MLOps - Continous Delivery for Machine Learning Models using Azure and Github Actions
In this article, we're going to take a look at how to automatically package a machine learning model using Azure and Github Actions.
Github Code
Before we start, the entire code is uploaded here for your reference.
https://github.com/harshitsinghai77/machine-learning-model-continuous-delivery-using-azure
Packaging ML Models
We will be using ONNX model and package it within a container that serves a Flask app that performs the prediction. I will use the RoBERTa-SequenceClassification ONNX model, which is very well documented. After creating a new Git repository, the first step to work with is to figure out the dependencies needed. After creating the Git repository, start by adding the following requirements.txt file:
simpletransformers==0.4.0
tensorboardX==1.9
transformers==2.1.0
flask==1.1.2
torch==1.7.1
onnxruntime==1.8.1
Next, create a Dockerfile that installs everything in the container:
FROM python:3.8
COPY ./requirements.txt /webapp/requirements.txt
WORKDIR /webapp
RUN pip install -r requirements.txt
COPY webapp/* /webapp/
ENTRYPOINT [ python ]
CMD [app.py]
The Dockerfile copies the requirements file, creates a webapp directory and copies the application code, a single app.py file. Create the webapp/app.py file to perform the sentiment analysis.
from flask import Flask, request, jsonify
import torch
import numpy as np
from transformers import RobertaTokenizer
import onnxruntime
app = Flask(__name__)
tokenizer = RobertaTokenizer.from_pretrained("roberta-base")
session = onnxruntime.InferenceSession(
"roberta-sequence-classification-9.onnx")
def to_numpy(tensor):
return tensor.detach().cpu().numpy() if tensor.requires_grad else tensor.cpu().numpy()
@app.route("/predict", methods=["POST"])
def predict():
"""
Input sample:
[ "Containers are good" ]
Output sample:
{"postive": True}
"""
input_ids = torch.tensor(
tokenizer.encode(request.json[0], add_special_tokens=True)
).unsqueeze(0)
inputs = {session.get_inputs()[0].name: to_numpy(input_ids)}
out = session.run(None, inputs)
result = np.argmax(out)
return jsonify({"positive": bool(result)})
if __name__ == "__main__":
app.run(host="0.0.0.0", port=5000, debug=True)
The predict()
function is a Flask route that enables the /predict
URL when the application is running. The function only allows POST HTTP methods. There is no description of the sample inputs and outputs yet because one critical part of the application is missing: the ONNX model does not exist yet.
Download the RoBERTa-SequenceClassification ONNX model from here locally, and place it at the root of the project.

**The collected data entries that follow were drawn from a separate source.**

//! Response DTOs for API endpoints
//!
//! All response DTOs implement `Serialize` for JSON output with camelCase keys.

use chrono::{DateTime, Utc};
use serde::Serialize;
use std::collections::BTreeMap;

// ============================================================================
// Synchronization
// ============================================================================

/// Outcome of a synchronization run
#[derive(Debug, Clone, Default, PartialEq, Eq, Serialize)]
#[serde(rename_all = "camelCase")]
pub struct SyncResult {
    pub success: bool,
    /// New rows in the active roster
    pub inserted_count: usize,
    /// Rows rewritten in place plus rows moved to the withdrawn roster
    pub updated_count: usize,
    /// Nicknames of new members; withdrawn imports carry a ` (탈퇴)` suffix
    pub inserted_names: Vec<String>,
    /// Records in the remote snapshot
    pub remote_member_total: usize,
}

/// Body returned when a run fails
#[derive(Debug, Clone, Serialize)]
pub struct SyncFailure {
    pub success: bool,
    pub error: String,
    pub code: String,
}

impl SyncFailure {
    pub fn new(code: impl Into<String>, error: impl Into<String>) -> Self {
        Self {
            success: false,
            error: error.into(),
            code: code.into(),
        }
    }
}

// ============================================================================
// Member Responses
// ============================================================================

/// Member as shown to API clients
#[derive(Debug, Clone, PartialEq, Eq, Serialize)]
#[serde(rename_all = "camelCase")]
pub struct MemberResponse {
    pub id: String,
    pub nickname: String,
    pub real_name: String,
    pub role: String,
    pub status: String,
    pub activity_status: String,
    pub join_date: String,
    pub last_visit: String,
    pub leave_date: String,
    pub age: String,
    pub gender: String,
    pub location: String,
    pub workplace: String,
    pub study_area: String,
    pub study_content: String,
    pub study_days: String,
    pub article_count: u32,
    pub intro_text: String,
    pub intro_date: String,
    pub memo: String,
}

#[derive(Debug, Serialize)]
pub struct MemberListResponse {
    pub members: Vec<MemberResponse>,
}

#[derive(Debug, Serialize)]
pub struct MemberDetailResponse {
    pub member: MemberResponse,
}

/// Acknowledgement of a write
#[derive(Debug, Serialize)]
pub struct MutationResponse {
    pub success: bool,
    #[serde(skip_serializing_if = "Option::is_none")]
    pub id: Option<String>,
}

impl MutationResponse {
    pub fn ok() -> Self {
        Self {
            success: true,
            id: None,
        }
    }

    pub fn created(id: impl Into<String>) -> Self {
        Self {
            success: true,
            id: Some(id.into()),
        }
    }
}

// ============================================================================
// Audit Log Responses
// ============================================================================

#[derive(Debug, Clone, Serialize)]
#[serde(rename_all = "camelCase")]
pub struct AuditLogResponse {
    pub id: String,
    pub member_id: String,
    pub action: String,
    pub detail: String,
    pub timestamp: DateTime<Utc>,
    pub operator_id: String,
}

#[derive(Debug, Serialize)]
pub struct AuditLogListResponse {
    pub logs: Vec<AuditLogResponse>,
}

// ============================================================================
// Statistics Responses
// ============================================================================

/// Histograms over the active roster
#[derive(Debug, Clone, Default, PartialEq, Eq, Serialize)]
#[serde(rename_all = "camelCase")]
pub struct StatisticsResponse {
    pub total: usize,
    pub current: usize,
    pub left: usize,
    pub activity_stats: BTreeMap<String, usize>,
    pub region_stats: BTreeMap<String, usize>,
    pub study_stats: BTreeMap<String, usize>,
    pub monthly_joins: BTreeMap<String, usize>,
    pub day_stats: BTreeMap<String, usize>,
}

#[derive(Debug, Serialize)]
pub struct StatisticsEnvelope {
    pub stats: StatisticsResponse,
}

// ============================================================================
// Health Responses
// ============================================================================

/// Health check response
#[derive(Debug, Serialize)]
pub struct HealthResponse {
    pub status: String,
    pub timestamp: DateTime<Utc>,
}

impl HealthResponse {
    pub fn healthy() -> Self {
        Self {
            status: "healthy".to_string(),
            timestamp: Utc::now(),
        }
    }
}
//! Domain errors - error types for the domain layer

use thiserror::Error;

/// Domain layer errors
#[derive(Debug, Error)]
pub enum DomainError {
    // =========================================================================
    // Not Found Errors
    // =========================================================================
    #[error("Member not found: {0}")]
    MemberNotFound(String),

    #[error("Collection not found: {0}")]
    CollectionNotFound(String),

    // =========================================================================
    // Validation Errors
    // =========================================================================
    #[error("Validation error: {0}")]
    ValidationError(String),

    #[error("Invalid row range: {0}")]
    InvalidRange(String),

    // =========================================================================
    // Conflict Errors
    // =========================================================================
    #[error("Nickname already registered: {0}")]
    NicknameTaken(String),

    // =========================================================================
    // Remote Platform Errors
    // =========================================================================
    #[error("Remote platform returned no member data: {0}")]
    RemoteUnavailable(String),

    #[error("Remote transport error: {0}")]
    RemoteTransport(String),

    // =========================================================================
    // Infrastructure Errors (wrapped)
    // =========================================================================
    #[error("Database error: {0}")]
    DatabaseError(String),

    #[error("Internal error: {0}")]
    InternalError(String),
}

impl DomainError {
    /// Get an error code string for API responses
    pub fn code(&self) -> &'static str {
        match self {
            // Not Found
            Self::MemberNotFound(_) => "UNKNOWN_MEMBER",
            Self::CollectionNotFound(_) => "UNKNOWN_COLLECTION",

            // Validation
            Self::ValidationError(_) => "VALIDATION_ERROR",
            Self::InvalidRange(_) => "INVALID_RANGE",

            // Conflict
            Self::NicknameTaken(_) => "NICKNAME_TAKEN",

            // Remote
            Self::RemoteUnavailable(_) => "REMOTE_UNAVAILABLE",
            Self::RemoteTransport(_) => "REMOTE_TRANSPORT_ERROR",

            // Infrastructure
            Self::DatabaseError(_) => "DATABASE_ERROR",
            Self::InternalError(_) => "INTERNAL_ERROR",
        }
    }

    /// Check if this is a "not found" error
    pub fn is_not_found(&self) -> bool {
        matches!(self, Self::MemberNotFound(_) | Self::CollectionNotFound(_))
    }

    /// Check if this is a validation error
    pub fn is_validation(&self) -> bool {
        matches!(self, Self::ValidationError(_) | Self::InvalidRange(_))
    }

    /// Check if this is a conflict error
    pub fn is_conflict(&self) -> bool {
        matches!(self, Self::NicknameTaken(_))
    }

    /// Check if the remote platform could not be reached or decoded
    pub fn is_remote(&self) -> bool {
        matches!(self, Self::RemoteUnavailable(_) | Self::RemoteTransport(_))
    }
}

The ONNX model exists at the root of the project, but the application wants it in the /webapp directory, so move it inside that directory so that the Flask app doesn’t complain
$ mv roberta-sequence-classification-9.onnx webapp/
Create a new virtual environment, activate it, and install all the dependencies:
$ python3 -m venv venv
$ source venv/bin/activate
$ pip install -r requirements.txt
Now run the application locally by invoking the app.py file with Python:
$ cd webapp
$ python app.py
* Serving Flask app "app" (lazy loading)
* Environment: production
WARNING: This is a development server.
Use a production WSGI server instead.
* Debug mode: on
* Running on http://0.0.0.0:5000/ (Press CTRL+C to quit)

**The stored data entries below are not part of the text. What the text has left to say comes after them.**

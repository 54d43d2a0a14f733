//! Operator extractor
//!
//! Manual edits are attributed to whoever the client names in `X-Operator-Id`.
//! A missing or blank header means the system itself.

use axum::{async_trait, extract::FromRequestParts, http::request::Parts};
use roster_core::entities::Operator;

use crate::response::ApiError;

/// Header carrying the acting operator
pub const OPERATOR_HEADER: &str = "x-operator-id";

/// Operator attributed in audit entries
#[derive(Debug, Clone, PartialEq, Eq)]
pub struct OperatorId(pub Operator);

impl OperatorId {
    fn from_parts(parts: &Parts) -> Result<Self, ApiError> {
        let Some(value) = parts.headers.get(OPERATOR_HEADER) else {
            return Ok(Self(Operator::System));
        };
        let value = value
            .to_str()
            .map_err(|_| ApiError::InvalidHeader(OPERATOR_HEADER))?;
        Ok(Self(Operator::parse(value)))
    }
}

#[async_trait]
impl<S> FromRequestParts<S> for OperatorId
where
    S: Send + Sync,
{
    type Rejection = ApiError;

    async fn from_request_parts(parts: &mut Parts, _state: &S) -> Result<Self, Self::Rejection> {
        Self::from_parts(parts)
    }
}
//! Domain error types

mod domain_error;

pub use domain_error::DomainError;
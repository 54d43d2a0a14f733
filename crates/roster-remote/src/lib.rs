//! # roster-remote
//!
//! Adapters for the community platform the roster is synchronized from.
//!
//! - [`SnapshotExtractor`] implements `MemberSource` by scraping the group page
//!   payloads, falling back through several strategies before giving up
//! - [`HttpArticleFeed`] implements `ArticleFeed` over the paginated articles endpoint
//! - [`payload`] holds the tolerant parsers for the embedded page payloads

pub mod client;
pub mod error;
pub mod feed;
pub mod payload;
pub mod snapshot;

pub use client::{ClientConfig, PlatformClient};
pub use error::RemoteError;
pub use feed::HttpArticleFeed;
pub use snapshot::SnapshotExtractor;
//! Roster API server entry point
//!
//! Run with:
//! ```bash
//! cargo run -p roster-api
//! ```
//!
//! Configuration is read from environment variables and an optional `.env` file.

use roster_common::{try_init_tracing, AppConfig, TracingConfig};
use tracing::{error, info};

#[tokio::main]
async fn main() {
    // Configuration first: the log format is part of it
    let config = match AppConfig::from_env() {
        Ok(config) => config,
        Err(e) => {
            eprintln!("Failed to load configuration: {e}");
            std::process::exit(1);
        }
    };

    if let Err(e) = try_init_tracing(TracingConfig::for_settings(&config.app)) {
        eprintln!("Warning: Failed to initialize tracing: {e}");
    }

    info!(
        env = ?config.app.env,
        storage = ?config.storage,
        port = config.api.port,
        "Configuration loaded"
    );

    if let Err(e) = roster_api::run(config).await {
        error!(error = %e, code = e.error_code(), "Server failed");
        std::process::exit(1);
    }
}
//! Self-introduction fields extracted from board posts

use serde::Serialize;
use std::collections::BTreeMap;

/// Structured field recognized in an introduction post
#[derive(Debug, Clone, Copy, PartialEq, Eq, PartialOrd, Ord, Hash, Serialize)]
#[serde(rename_all = "camelCase")]
pub enum IntroField {
    RealName,
    Age,
    Gender,
    Location,
    Workplace,
    StudyArea,
    StudyContent,
    StudyDays,
}

/// Extracted field values keyed by field
pub type IntroFields = BTreeMap<IntroField, String>;

/// Introduction bound to one author
#[derive(Debug, Clone, PartialEq, Eq, Default, Serialize)]
pub struct ParsedIntro {
    pub fields: IntroFields,
    /// First 500 characters of title + body
    pub excerpt: String,
    /// `YYYY-MM-DD` of the post, empty when unknown
    pub posted_on: String,
}

impl ParsedIntro {
    /// Field value or empty string
    pub fn field(&self, field: IntroField) -> &str {
        self.fields.get(&field).map_or("", String::as_str)
    }
}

Next, the application is ready to consume HTTP requests. So far, I’ve not shown what the expected inputs are. These are going to be JSON formatted requests with JSON responses. Use the curl program to send a sample payload to detect sentiment:
curl -X POST -H "Content-Type: application/JSON"
--data '["Containers are more or less interesting"]'
http://0.0.0.0:5000/predict
{ "positive": false }
curl -X POST -H "Content-Type: application/json"

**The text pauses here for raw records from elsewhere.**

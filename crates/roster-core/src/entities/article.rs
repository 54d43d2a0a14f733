//! Board articles and the paginated feed page that carries them

use serde::{Deserialize, Serialize};
use serde_json::Value;

use crate::value_objects::lenient;

/// Category tag the platform puts on join posts
pub const JOIN_POST_CATEGORY: &str = "J";

/// Raw board article as returned by the articles feed
#[derive(Debug, Clone, PartialEq, Eq, Default, Serialize, Deserialize)]
pub struct RawArticle {
    /// Author's platform member id
    #[serde(rename = "wid", default, deserialize_with = "lenient::string")]
    pub author_id: String,

    /// Raw post timestamp (may be shifted)
    #[serde(rename = "ot", default, deserialize_with = "lenient::int")]
    pub posted_at: i64,

    #[serde(rename = "at", default, deserialize_with = "lenient::string")]
    pub title: String,

    #[serde(rename = "c", default, deserialize_with = "lenient::string")]
    pub body: String,

    #[serde(rename = "cat", default, deserialize_with = "lenient::string")]
    pub category: String,
}

impl RawArticle {
    #[inline]
    pub fn is_join_post(&self) -> bool {
        self.category == JOIN_POST_CATEGORY
    }

    /// Title and body joined the way intro parsing expects them
    pub fn full_text(&self) -> String {
        format!("{}\n{}", self.title, self.body)
    }
}

/// Opaque pagination token
///
/// Kept as raw JSON so the token goes back to the platform with the exact
/// type it arrived with.
#[derive(Debug, Clone, PartialEq, Serialize)]
#[serde(transparent)]
pub struct Cursor(Value);

impl Cursor {
    /// Wrap a token; falsy values (`null`, `""`, `0`, `false`) are not cursors
    pub fn from_value(value: Value) -> Option<Self> {
        let usable = match &value {
            Value::Null => false,
            Value::Bool(b) => *b,
            Value::String(s) => !s.is_empty(),
            Value::Number(n) => n.as_f64().is_some_and(|f| f != 0.0),
            Value::Array(_) | Value::Object(_) => true,
        };
        usable.then_some(Self(value))
    }

    pub fn as_value(&self) -> &Value {
        &self.0
    }
}

/// One page of the articles feed
#[derive(Debug, Clone, Default, Deserialize)]
pub struct ArticlePage {
    #[serde(rename = "cs", default, deserialize_with = "lenient::null_as_default")]
    pub articles: Vec<RawArticle>,

    #[serde(rename = "eof", default, deserialize_with = "lenient::string")]
    pub eof_flag: String,

    #[serde(rename = "s_t", default)]
    pub next_cursor: Option<Value>,
}

impl ArticlePage {
    #[inline]
    pub fn is_end_of_feed(&self) -> bool {
        self.eof_flag == "Y"
    }

    /// Cursor for the next request: the explicit token, else the last article's timestamp
    pub fn derive_cursor(&self) -> Option<Cursor> {
        self.next_cursor
            .clone()
            .and_then(Cursor::from_value)
            .or_else(|| {
                self.articles
                    .last()
                    .and_then(|a| Cursor::from_value(Value::from(a.posted_at)))
            })
    }
}

#[cfg(test)]
mod tests {
    use super::*;
    use serde_json::json;

    #[test]
    fn test_decode_page() {
        let page: ArticlePage = serde_json::from_value(json!({
            "cs": [
                {"wid": 7, "ot": 1_700_000_000, "at": "가입인사", "c": "안녕하세요", "cat": "J"},
                {"wid": "8", "ot": "1700000100", "at": null, "c": "본문"}
            ],
            "eof": "N",
            "s_t": "abc"
        }))
        .unwrap();

        assert_eq!(page.articles.len(), 2);
        assert_eq!(page.articles[0].author_id, "7");
        assert!(page.articles[0].is_join_post());
        assert_eq!(page.articles[1].posted_at, 1_700_000_100);
        assert!(page.articles[1].title.is_empty());
        assert!(!page.is_end_of_feed());
        assert_eq!(page.derive_cursor().unwrap().as_value(), &json!("abc"));
    }

    #[test]
    fn test_null_article_list() {
        let page: ArticlePage = serde_json::from_value(json!({"cs": null, "eof": "Y"})).unwrap();
        assert!(page.articles.is_empty());
        assert!(page.is_end_of_feed());
        assert!(page.derive_cursor().is_none());
    }

    #[test]
    fn test_cursor_falls_back_to_last_article() {
        let page: ArticlePage = serde_json::from_value(json!({
            "cs": [{"wid": "1", "ot": 10}, {"wid": "2", "ot": 20}],
            "s_t": ""
        }))
        .unwrap();
        assert_eq!(page.derive_cursor().unwrap().as_value(), &json!(20));
    }

    #[test]
    fn test_falsy_cursors() {
        assert!(Cursor::from_value(json!(null)).is_none());
        assert!(Cursor::from_value(json!(0)).is_none());
        assert!(Cursor::from_value(json!("")).is_none());
        assert!(Cursor::from_value(json!(false)).is_none());
        assert!(Cursor::from_value(json!(5)).is_some());
    }
}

--data '["MLOps is critical for robustness"]'
http://0.0.0.0:5000/predict
{ "positive": true }
Optional: Create a Makefile at the root of the project to check model inference. https://github.com/harshitsinghai77/machine-learning-model-continuous-delivery-using-azure/blob/master/Makefile
Build it locally with Docker
Now that you’ve verified that the application runs and that the live prediction is functioning properly, it is time to create the container locally to verify all works there. Create the container, and tag it with something meaningful:
docker build -t deploy/roberta .
Now run the container locally to interact with it in the same way as when running the application directly with Python. Remember to map the ports of the container to the localhost:
$ docker run -it -p 5000:5000 --rm alfredodeza/roberta
* Serving Flask app "app" (lazy loading)
* Environment: production
WARNING: This is a development server.
Use a production WSGI server instead.
* Debug mode: on
* Running on http://0.0.0.0:5000/ (Press CTRL+C to quit)
Send an HTTP request in the same way as before, you can use the curl program again
make check_inference
Continuous Delivery of ML Models
The contents of the project should be pushed in Git repository without the ONNX model.
This is because the ML/DL model are usually very large and shouldn't be uploaded in a version control system. Git is not meant to handle versioning of binary files and has the side-effect of creating huge repositories because of this.
All the heavy lifting to perform the (local) live inferencing is done, so create a new Github repository and add the project contents except for the ONNX model. Remember, there is a size limit for files in Github, so it isn’t possible to add the ONNX model into the Github repo. Create a .gitigore file to ignore the model and prevent adding it by mistake:
Create a .gitignore
file in the root of the directory
*onnx
Register/upload the ONNX model in Azure Machine Learning Studio.
Once registered you will get something like this
After pushing the contents of the Git repository without the ONNX model, we are ready to start automating the model creation and delivery.
Next, since the ONNX model doesn’t exist locally, we need to retrieve it from Azure, so we must authenticate using the Azure action. After authentication, the az tool is made available, and we must attach the folder for my workspace and group. Finally, the job can retrieve the model by its ID.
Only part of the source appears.